Great view of the stage, I thought.
I posted a picture on Facebook of the unattended instruments on the stage. “8 minutes to go,” I wrote. At 8:10 the house lights went down and a gong-like tone rang from the large speakers. A guitarist stepped into the dark from stage right. A dark curtain behind the drums and pedal guitar parted. Four or five men walked out. One man wore a cream-colored suit and a planters hat with a black band. It was Dylan. The lights came up slightly and the crowd cheered with intensity.
There is no need for a total recap of the songs. I knew that when the show ended, Bob himself wouldn’t make it out of the stage door before the set list for the evening was posted for the world to see on bobdylan.com.
I’m not a music critic. I have nothing to offer in the way of commentary on chord changes, lyric alterations or technicalities.
This was probably my 16th or 17th time I’ve seen Dylan in concert. The first: the early ’70’s when, backed by The Band, he filled Nassau Coliseum.
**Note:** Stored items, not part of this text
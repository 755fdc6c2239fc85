//! Project schema versions.
//!
//! A [`Version`] is a `major.minor.patch` triple ordered component-wise. The
//! all-zero version doubles as the "unknown" sentinel returned for directories
//! that carry no recognizable project structure.

use std::fmt;
use std::str::FromStr;

use serde::{Deserialize, Deserializer, Serialize, Serializer};

use kitty_core::KittyError;

/// A project schema version.
///
/// # Examples
///
/// ```
/// use kitty_upgrade::Version;
///
/// let v: Version = "0.4.0".parse().unwrap();
/// assert!(v > Version::new(0, 3, 9));
/// assert_eq!(v.to_string(), "0.4.0");
/// ```
#[derive(Debug, Clone, Copy, PartialEq, Eq, PartialOrd, Ord, Hash, Default)]
pub struct Version {
    /// Major component.
    pub major: u32,
    /// Minor component.
    pub minor: u32,
    /// Patch component.
    pub patch: u32,
}

impl Version {
    /// The sentinel for "not a recognizable project".
    pub const UNKNOWN: Self = Self::new(0, 0, 0);

    /// Creates a version from its components.
    pub const fn new(major: u32, minor: u32, patch: u32) -> Self {
        Self {
            major,
            minor,
            patch,
        }
    }

    /// Returns `true` for the unknown sentinel.
    pub fn is_unknown(&self) -> bool {
        *self == Self::UNKNOWN
    }
}

impl fmt::Display for Version {
    fn fmt(&self, f: &mut fmt::Formatter<'_>) -> fmt::Result {
        write!(f, "{}.{}.{}", self.major, self.minor, self.patch)
    }
}

impl FromStr for Version {
    type Err = KittyError;

    /// Parses `major.minor.patch`. A leading `v` and a pre-release or build
    /// suffix (`0.6.0-rc1`, `0.6.0+abc`) are accepted and ignored; missing
    /// minor or patch components default to zero.
    fn from_str(s: &str) -> Result<Self, Self::Err> {
        let trimmed = s.trim();
        let trimmed = trimmed.strip_prefix('v').unwrap_or(trimmed);
        let core = trimmed
            .split(['-', '+'])
            .next()
            .unwrap_or_default();
        if core.is_empty() {
            return Err(KittyError::SerializationError(format!(
                "Invalid version '{s}': empty"
            )));
        }

        let mut parts = [0_u32; 3];
        let mut count = 0;
        for piece in core.split('.') {
            if count == parts.len() {
                return Err(KittyError::SerializationError(format!(
                    "Invalid version '{s}': too many components"
                )));
            }
            parts[count] = piece.parse().map_err(|_| {
                KittyError::SerializationError(format!(
                    "Invalid version '{s}': '{piece}' is not a number"
                ))
            })?;
            count += 1;
        }

        Ok(Self::new(parts[0], parts[1], parts[2]))
    }
}

impl Serialize for Version {
    fn serialize<S: Serializer>(&self, serializer: S) -> Result<S::Ok, S::Error> {
        serializer.collect_str(self)
    }
}

impl<'de> Deserialize<'de> for Version {
    fn deserialize<D: Deserializer<'de>>(deserializer: D) -> Result<Self, D::Error> {
        let raw = String::deserialize(deserializer)?;
        raw.parse().map_err(serde::de::Error::custom)
    }
}
//! The ordered migration catalog.
//!
//! A [`MigrationRegistry`] owns every known [`Migration`] in registration
//! order. Registration is append-only: ids must be unique and target versions
//! strictly ascend, so the catalog is always sorted and planning is a simple
//! range filter.

use std::collections::HashSet;

use kitty_core::KittyError;

use crate::migration::Migration;
use crate::migrations;
use crate::version::Version;

/// An append-only, version-ordered catalog of migrations.
#[derive(Debug, Default)]
pub struct MigrationRegistry {
    migrations: Vec<Box<dyn Migration>>,
    ids: HashSet<String>,
}

impl MigrationRegistry {
    /// Creates an empty registry.
    pub fn new() -> Self {
        Self::default()
    }

    /// Creates the registry of built-in migrations.
    pub fn builtin() -> Result<Self, KittyError> {
        Self::from_migrations(migrations::builtin())
    }

    /// Registers every migration in order, stopping at the first invalid one.
    pub fn from_migrations(
        migrations: impl IntoIterator<Item = Box<dyn Migration>>,
    ) -> Result<Self, KittyError> {
        let mut registry = Self::new();
        for migration in migrations {
            registry.register(migration)?;
        }
        tracing::debug!(count = registry.len(), "Migration registry built");
        Ok(registry)
    }

    /// Appends a migration.
    ///
    /// Returns an error if the id is already registered or the target version
    /// is not higher than the last registered one.
    pub fn register(&mut self, migration: Box<dyn Migration>) -> Result<(), KittyError> {
        let id = migration.migration_id().to_string();
        if id.trim().is_empty() {
            return Err(KittyError::Registry("Migration id must not be empty".into()));
        }
        if self.ids.contains(&id) {
            return Err(KittyError::Registry(format!(
                "Migration '{id}' is already registered"
            )));
        }
        if let Some(last) = self.migrations.last() {
            if migration.target_version() <= last.target_version() {
                return Err(KittyError::Registry(format!(
                    "Migration '{id}' targets {} but '{}' already targets {}; \
                     target versions must strictly ascend",
                    migration.target_version(),
                    last.migration_id(),
                    last.target_version()
                )));
            }
        }
        self.ids.insert(id);
        self.migrations.push(migration);
        Ok(())
    }

    /// Returns the migrations with `current < target_version <= target`, in
    /// strictly ascending version order.
    pub fn get_applicable(&self, current: Version, target: Version) -> Vec<&dyn Migration> {
        self.migrations
            .iter()
            .filter(|m| {
                let v = m.target_version();
                current < v && v <= target
            })
            .map(AsRef::as_ref)
            .collect()
    }

    /// Looks up a migration by id.
    pub fn get(&self, id: &str) -> Option<&dyn Migration> {
        self.migrations
            .iter()
            .find(|m| m.migration_id() == id)
            .map(AsRef::as_ref)
    }

    /// Returns whether a migration id is registered.
    pub fn contains(&self, id: &str) -> bool {
        self.ids.contains(id)
    }

    /// Iterates over all migrations in order.
    pub fn iter(&self) -> impl Iterator<Item = &dyn Migration> {
        self.migrations.iter().map(AsRef::as_ref)
    }

    /// The highest target version in the catalog, or the unknown sentinel when
    /// empty.
    pub fn latest_version(&self) -> Version {
        self.migrations
            .last()
            .map_or(Version::UNKNOWN, |m| m.target_version())
    }

    /// Returns the number of registered migrations.
    pub fn len(&self) -> usize {
        self.migrations.len()
    }

    /// Returns whether the registry is empty.
    pub fn is_empty(&self) -> bool {
        self.migrations.is_empty()
    }
}
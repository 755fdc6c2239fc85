//! Settings-driven upgrades.
//!
//! [`upgrade_project`] wires the pieces an embedding tool would otherwise
//! assemble by hand: the built-in registry, the asset provider named by
//! [`Settings`], and a runner honouring the configured metadata file name.
//! [`load_settings`] produces those settings from a config file and the
//! `KITTY_*` environment.

use std::path::{Path, PathBuf};

use kitty_core::{settings_loader, KittyError, Settings};

use crate::assets::assets_from_settings;
use crate::registry::MigrationRegistry;
use crate::runner::{MigrationRunner, UpgradeResult};
use crate::version::Version;

/// How a settings-driven upgrade should run.
#[derive(Debug, Clone, Copy, Default, PartialEq, Eq)]
pub struct UpgradeOptions {
    /// Version to upgrade to; the newest built-in version when unset.
    pub target: Option<Version>,
    /// Report what would change without touching the project.
    pub dry_run: bool,
    /// Retry migrations recorded as failed even when they detect nothing.
    pub force: bool,
}

/// Loads settings from `config` when given, otherwise from the environment
/// alone.
pub fn load_settings(config: Option<&Path>) -> Result<Settings, KittyError> {
    match config {
        Some(path) => settings_loader::from_file_with_env(path),
        None => Ok(settings_loader::from_env()),
    }
}

/// Upgrades the project at `root` with the built-in migrations.
pub fn upgrade_project(
    root: impl Into<PathBuf>,
    settings: &Settings,
    options: &UpgradeOptions,
) -> Result<UpgradeResult, KittyError> {
    let registry = MigrationRegistry::builtin()?;
    let assets = assets_from_settings(settings);
    let runner = MigrationRunner::with_settings(root, &registry, &*assets, settings);
    let target = options
        .target
        .unwrap_or_else(|| registry.latest_version());
    runner.upgrade(target, options.dry_run, options.force)
}

#[cfg(test)]
mod tests {
    use super::*;
    use crate::migrations::missions::{mission_asset, MISSIONS};

    fn write(root: &Path, rel: &str, content: &str) {
        let path = root.join(rel);
        std::fs::create_dir_all(path.parent().unwrap()).unwrap();
        std::fs::write(path, content).unwrap();
    }

    #[test]
    fn test_toml_config_drives_the_upgrade() {
        let assets = tempfile::tempdir().unwrap();
        for mission in MISSIONS {
            write(assets.path(), &mission_asset(mission), "name: bundled\n");
        }
        let config_dir = tempfile::tempdir().unwrap();
        let config = config_dir.path().join("kitty.toml");
        std::fs::write(
            &config,
            format!(
                "metadata_file_name = \"state.json\"\nassets_dir = {:?}\n",
                assets.path().display().to_string()
            ),
        )
        .unwrap();

        let project = tempfile::tempdir().unwrap();
        write(project.path(), ".specify/memory/constitution.md", "rules\n");
        write(project.path(), "specs/001/spec.md", "spec\n");

        let settings = load_settings(Some(&config)).unwrap();
        let result = upgrade_project(project.path(), &settings, &UpgradeOptions::default()).unwrap();

        assert!(result.success, "{:?}", result.errors);
        assert_eq!(result.to_version, Version::new(0, 6, 0));
        assert!(project.path().join(".kittify/state.json").is_file());
        assert!(!project.path().join(".kittify/metadata.json").exists());
        assert!(project
            .path()
            .join(".kittify/missions/research/mission.yaml")
            .is_file());
    }

    #[test]
    fn test_explicit_target_and_dry_run() {
        let project = tempfile::tempdir().unwrap();
        write(project.path(), ".specify/memory/constitution.md", "rules\n");
        let options = UpgradeOptions {
            target: Some(Version::new(0, 2, 0)),
            dry_run: true,
            force: false,
        };

        let result = upgrade_project(project.path(), &Settings::default(), &options).unwrap();
        assert!(result.dry_run);
        assert_eq!(result.migrations_applied, vec!["0.2.0_specify_to_kittify"]);
        assert!(project.path().join(".specify").is_dir());
        assert!(!project.path().join(".kittify").exists());
    }

    #[test]
    fn test_missing_config_file_is_a_configuration_error() {
        let dir = tempfile::tempdir().unwrap();
        let err = load_settings(Some(&dir.path().join("absent.toml"))).unwrap_err();
        assert!(matches!(err, KittyError::ConfigurationError(_)));
    }
}
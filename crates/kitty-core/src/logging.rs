//! Logging integration for the kitty upgrade engine.
//!
//! Provides helpers for configuring [`tracing`]-based logging from
//! [`Settings`](crate::settings::Settings) and for creating per-upgrade spans.

use std::path::Path;

use crate::settings::Settings;

/// Sets up the global tracing subscriber based on the given settings.
///
/// The log level is read from `settings.log_level` (e.g. "debug", "info", "warn",
/// "error"). In debug mode a pretty, human-readable format is used; otherwise
/// a structured JSON format is used.
///
/// Installing a second subscriber is a no-op.
pub fn setup_logging(settings: &Settings) {
    use tracing_subscriber::fmt;
    use tracing_subscriber::EnvFilter;

    let filter = EnvFilter::try_new(&settings.log_level).unwrap_or_else(|_| EnvFilter::new("info"));

    if settings.debug {
        fmt::Subscriber::builder()
            .with_env_filter(filter)
            .with_target(true)
            .with_thread_ids(false)
            .with_file(true)
            .with_line_number(true)
            .pretty()
            .try_init()
            .ok();
    } else {
        fmt::Subscriber::builder()
            .with_env_filter(filter)
            .with_target(true)
            .json()
            .try_init()
            .ok();
    }
}

/// Creates a tracing span for one upgrade run.
///
/// Every event emitted while the span is entered carries the project path.
///
/// # Examples
///
/// ```
/// use kitty_core::logging::upgrade_span;
///
/// let span = upgrade_span(std::path::Path::new("/work/my-project"));
/// let _guard = span.enter();
/// tracing::info!("planning upgrade");
/// ```
pub fn upgrade_span(project: &Path) -> tracing::Span {
    tracing::info_span!("upgrade", project = %project.display())
}
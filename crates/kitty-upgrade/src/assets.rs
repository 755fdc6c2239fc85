//! Packaged asset lookup for provisioning migrations.
//!
//! Provisioning migrations never read packaged files directly. They ask an
//! [`AssetProvider`] for a resource by name; a missing resource is reported as
//! [`KittyError::ResourceUnavailable`] so the run can label it as an
//! environment problem instead of crashing.

use std::collections::HashMap;
use std::path::{Component, Path, PathBuf};

use kitty_core::{KittyError, Settings};

/// A source of packaged assets.
///
/// Asset names are `/`-separated relative paths such as
/// `missions/software-dev/mission.yaml`.
pub trait AssetProvider: Send + Sync {
    /// Returns the bytes of the named asset.
    ///
    /// Returns [`KittyError::ResourceUnavailable`] when the asset does not
    /// exist in this provider.
    fn lookup(&self, name: &str) -> Result<Vec<u8>, KittyError>;
}

/// Assets stored under a directory on the local filesystem.
#[derive(Debug, Clone)]
pub struct DirectoryAssets {
    /// The directory asset names are resolved against.
    pub location: PathBuf,
}

impl DirectoryAssets {
    /// Creates a provider rooted at `location`.
    pub fn new(location: impl Into<PathBuf>) -> Self {
        Self {
            location: location.into(),
        }
    }

    /// Returns the filesystem path for an asset name, refusing names that
    /// would escape the asset directory.
    pub fn path(&self, name: &str) -> Option<PathBuf> {
        let relative = Path::new(name);
        let escapes = relative
            .components()
            .any(|c| !matches!(c, Component::Normal(_) | Component::CurDir));
        if escapes || name.is_empty() {
            return None;
        }
        Some(self.location.join(relative))
    }
}

impl AssetProvider for DirectoryAssets {
    fn lookup(&self, name: &str) -> Result<Vec<u8>, KittyError> {
        let unavailable = || KittyError::ResourceUnavailable {
            resource: name.to_string(),
        };
        let path = self.path(name).ok_or_else(unavailable)?;
        std::fs::read(&path).map_err(|e| match e.kind() {
            std::io::ErrorKind::NotFound => unavailable(),
            _ => KittyError::IoError(e),
        })
    }
}

/// Assets held in memory, keyed by name.
#[derive(Debug, Clone, Default)]
pub struct InMemoryAssets {
    assets: HashMap<String, Vec<u8>>,
}

impl InMemoryAssets {
    /// Creates an empty provider.
    pub fn new() -> Self {
        Self::default()
    }

    /// Adds or replaces an asset.
    pub fn insert(&mut self, name: impl Into<String>, content: impl Into<Vec<u8>>) {
        self.assets.insert(name.into(), content.into());
    }

    /// Builder-style [`insert`](Self::insert).
    pub fn with(mut self, name: impl Into<String>, content: impl Into<Vec<u8>>) -> Self {
        self.insert(name, content);
        self
    }

    /// Number of stored assets.
    pub fn len(&self) -> usize {
        self.assets.len()
    }

    /// Whether no assets are stored.
    pub fn is_empty(&self) -> bool {
        self.assets.is_empty()
    }
}

impl AssetProvider for InMemoryAssets {
    fn lookup(&self, name: &str) -> Result<Vec<u8>, KittyError> {
        self.assets
            .get(name)
            .cloned()
            .ok_or_else(|| KittyError::ResourceUnavailable {
                resource: name.to_string(),
            })
    }
}

/// A provider for installations that ship no assets at all.
#[derive(Debug, Clone, Copy, Default)]
pub struct NoAssets;

impl AssetProvider for NoAssets {
    fn lookup(&self, name: &str) -> Result<Vec<u8>, KittyError> {
        Err(KittyError::ResourceUnavailable {
            resource: name.to_string(),
        })
    }
}

/// Builds the provider described by `settings.assets_dir`.
pub fn assets_from_settings(settings: &Settings) -> Box<dyn AssetProvider> {
    match &settings.assets_dir {
        Some(dir) => Box::new(DirectoryAssets::new(dir.clone())),
        None => {
            tracing::debug!("No assets directory configured; provisioning will be unavailable");
            Box::new(NoAssets)
        }
    }
}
I’ve seen him at Jones Beach in the heat of a summer’s night. I sat in Madison Square Garden at least twice and saw him once with Tom Petty and later with Paul Simon.
I saw him at Roseland Ballroom when the audience stood for three hours. I was so close to the stage that I could see drops of sweat collect at the end of his reddish-blonde curls. It was at Roseland that I bent over to scratch my shin. I stood up and Neil Young and Bruce Springsteen were on stage with him.
I last saw him in the summer of ’13 at the Saratoga Performing Arts Center. He seemed tired. The sound was poor and the stage was quite dark.
I was disappointed.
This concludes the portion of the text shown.